Closed khemlalnirmalkar closed 2 years ago

khemlalnirmalkar commented 2 years ago

Hi @sbslee, Does correlation (spearman/Pearson) analysis with FDR-correction fall under Dokdo's scope of work? If yes, is it possible to have a heatmap with correlation values for many factors/features or some scatter plots for individual features?

Thanks Khem

sbslee commented 2 years ago

Hi @khemlalnirmalkar,

Thanks for the suggestion! If it's a simple analysis that can be readily implemented, I'm glad to update Dokdo to support it.

That being said, to be honest, I'm still not 100% sure if I understand the type of analysis you're talking about ("correlation (spearman/Pearson) analysis with FDR-correction"). Could you please give me some concrete examples (e.g. figures from a published research article, cartoon drawings of yours)?

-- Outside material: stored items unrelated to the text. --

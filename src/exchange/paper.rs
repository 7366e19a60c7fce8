use async_trait::async_trait;
use chrono::{DateTime, Utc};
use std::collections::HashMap;
use tracing::{debug, info};

use crate::error::{ExecResult, ExecutionError};
use crate::exchange::{
    ExecutionGateway, FillReport, OpenPosition, OrderRequest, PositionFilter, PositionHandle,
};
use crate::models::{Bar, CloseReason, Direction};

/// Simulated venue. Orders fill immediately at the request price plus
/// adverse slippage; stops and targets fill when a marked bar trades
/// through them, stop first.
pub struct PaperGateway {
    positions: Vec<OpenPosition>,
    next_handle: PositionHandle,
    pending_fills: Vec<FillReport>,
    last_price: HashMap<String, f64>,
    /// Price units added against the trader on every fill
    slippage: f64,
    sim_time: DateTime<Utc>,
    fail_next: Option<ExecutionError>,
}

impl Default for PaperGateway {
    fn default() -> Self {
        Self::new(0.0)
    }
}

impl PaperGateway {
    pub fn new(slippage: f64) -> Self {
        Self {
            positions: Vec::new(),
            next_handle: 1,
            pending_fills: Vec::new(),
            last_price: HashMap::new(),
            slippage: slippage.max(0.0),
            sim_time: Utc::now(),
            fail_next: None,
        }
    }

    /// Make the next gateway call fail with `err`.
    pub fn fail_next(&mut self, err: ExecutionError) {
        self.fail_next = Some(err);
    }

    pub fn open_count(&self) -> usize {
        self.positions.len()
    }

    pub fn position(&self, handle: PositionHandle) -> Option<&OpenPosition> {
        self.positions.iter().find(|p| p.handle == handle)
    }

    /// Feed a new bar: records the price and fills any stop or target the
    /// bar traded through.
    pub fn mark(&mut self, instrument: &str, bar: &Bar) {
        self.sim_time = bar.timestamp;
        self.last_price.insert(instrument.to_string(), bar.close);

        let mut i = 0;
        while i < self.positions.len() {
            let p = &self.positions[i];
            if p.instrument != instrument {
                i += 1;
                continue;
            }

            let stop_hit = match p.direction {
                Direction::Long => bar.low <= p.stop,
                Direction::Short => bar.high >= p.stop,
            };
            let target_hit = p.target.is_some_and(|t| match p.direction {
                Direction::Long => bar.high >= t,
                Direction::Short => bar.low <= t,
            });

            let fill = if stop_hit {
                Some((p.stop, CloseReason::StopHit))
            } else if target_hit {
                p.target.map(|t| (t, CloseReason::TargetHit))
            } else {
                None
            };

            match fill {
                Some((price, reason)) => {
                    let p = self.positions.remove(i);
                    info!(
                        "Paper fill: #{} {} {} {} @ {:.5}",
                        p.handle, p.instrument, p.direction, reason, price
                    );
                    self.pending_fills.push(FillReport {
                        handle: p.handle,
                        instrument: p.instrument,
                        price,
                        reason,
                        at: bar.timestamp,
                    });
                }
                None => i += 1,
            }
        }
    }

    fn check_failure(&mut self) -> ExecResult<()> {
        match self.fail_next.take() {
            Some(e) => Err(e),
            None => Ok(()),
        }
    }

    fn adverse(&self, direction: Direction, price: f64, entering: bool) -> f64 {
        let sign = if entering { direction.sign() } else { -direction.sign() };
        price + sign * self.slippage
    }

    fn index_of(&self, handle: PositionHandle) -> ExecResult<usize> {
        self.positions
            .iter()
            .position(|p| p.handle == handle)
            .ok_or(ExecutionError::UnknownHandle(handle))
    }
}

#[async_trait]
impl ExecutionGateway for PaperGateway {
    async fn open_position(&mut self, req: &OrderRequest) -> ExecResult<OpenPosition> {
        self.check_failure()?;
        if !(req.size > 0.0) {
            return Err(ExecutionError::Rejected(format!("size {} not positive", req.size)));
        }
        if (req.price - req.stop) * req.direction.sign() <= 0.0 {
            return Err(ExecutionError::Rejected(format!(
                "stop {:.5} on wrong side of {:.5} for {}",
                req.stop, req.price, req.direction
            )));
        }

        let handle = self.next_handle;
        self.next_handle += 1;
        let pos = OpenPosition {
            handle,
            instrument: req.instrument.clone(),
            direction: req.direction,
            size: req.size,
            entry: self.adverse(req.direction, req.price, true),
            stop: req.stop,
            target: req.target,
        };
        self.last_price.insert(req.instrument.clone(), req.price);
        self.positions.push(pos.clone());
        info!(
            "Paper open #{}: {} {} {:.2} lots @ {:.5} (SL {:.5})",
            handle, req.instrument, req.direction, req.size, pos.entry, req.stop
        );
        Ok(pos)
    }

    async fn modify_position(
        &mut self,
        handle: PositionHandle,
        stop: f64,
        target: Option<f64>,
    ) -> ExecResult<()> {
        self.check_failure()?;
        let idx = self.index_of(handle)?;
        let p = &self.positions[idx];
        if let Some(price) = self.last_price.get(&p.instrument) {
            if (price - stop) * p.direction.sign() <= 0.0 {
                return Err(ExecutionError::Rejected(format!(
                    "stop {:.5} through market {:.5}",
                    stop, price
                )));
            }
        }
        let p = &mut self.positions[idx];
        p.stop = stop;
        if target.is_some() {
            p.target = target;
        }
        debug!("Paper modify #{}: SL {:.5}", handle, stop);
        Ok(())
    }

    async fn close_position(&mut self, handle: PositionHandle) -> ExecResult<f64> {
        self.check_failure()?;
        let idx = self.index_of(handle)?;
        let p = self.positions.remove(idx);
        let mkt = self.last_price.get(&p.instrument).copied().unwrap_or(p.entry);
        let price = self.adverse(p.direction, mkt, false);
        info!("Paper close #{} @ {:.5}", handle, price);
        Ok(price)
    }

    async fn close_partial(&mut self, handle: PositionHandle, size: f64) -> ExecResult<f64> {
        self.check_failure()?;
        let idx = self.index_of(handle)?;
        let p = &self.positions[idx];
        if !(size > 0.0 && size < p.size) {
            return Err(ExecutionError::Rejected(format!(
                "partial {} of {} lots",
                size, p.size
            )));
        }
        let mkt = self.last_price.get(&p.instrument).copied().unwrap_or(p.entry);
        let price = self.adverse(p.direction, mkt, false);
        let p = &mut self.positions[idx];
        p.size = ((p.size - size) * 1e8).round() / 1e8;
        info!("Paper partial #{}: {:.2} lots @ {:.5}", handle, size, price);
        Ok(price)
    }

    async fn list_open_positions(&self, filter: &PositionFilter) -> ExecResult<Vec<OpenPosition>> {
        Ok(self
            .positions
            .iter()
            .filter(|p| filter.matches(p))
            .cloned()
            .collect())
    }

    async fn poll_fills(&mut self) -> ExecResult<Vec<FillReport>> {
        Ok(std::mem::take(&mut self.pending_fills))
    }
}
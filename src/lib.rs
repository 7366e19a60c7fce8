pub mod config;
pub mod core;
pub mod engine;
pub mod error;
pub mod exchange;
pub mod models;
pub mod strategies;
#[cfg(test)]
pub mod test_helpers;
pub mod trading;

P.S. If you are a programmer yourself, you are more than welcome to open a PR :)

khemlalnirmalkar commented 2 years ago

Hi @sbslee, Thanks, This is what I use in R for correlation with FDR/p-correction https://microbiome.github.io/tutorials/Heatmap.html Scatter plot for correlations (see fig.2) https://journals.asm.org/doi/pdf/10.1128/Spectrum.00034-21 (Fig. 7 & 8) https://rupress.org/jem/article-pdf/218/1/e20200606/1405371/jem_20200606.pdf and attached a cartoon FDR-correction for p-values https://en.wikipedia.org/wiki/False_discovery_rate (a common method to correct false positive p-values)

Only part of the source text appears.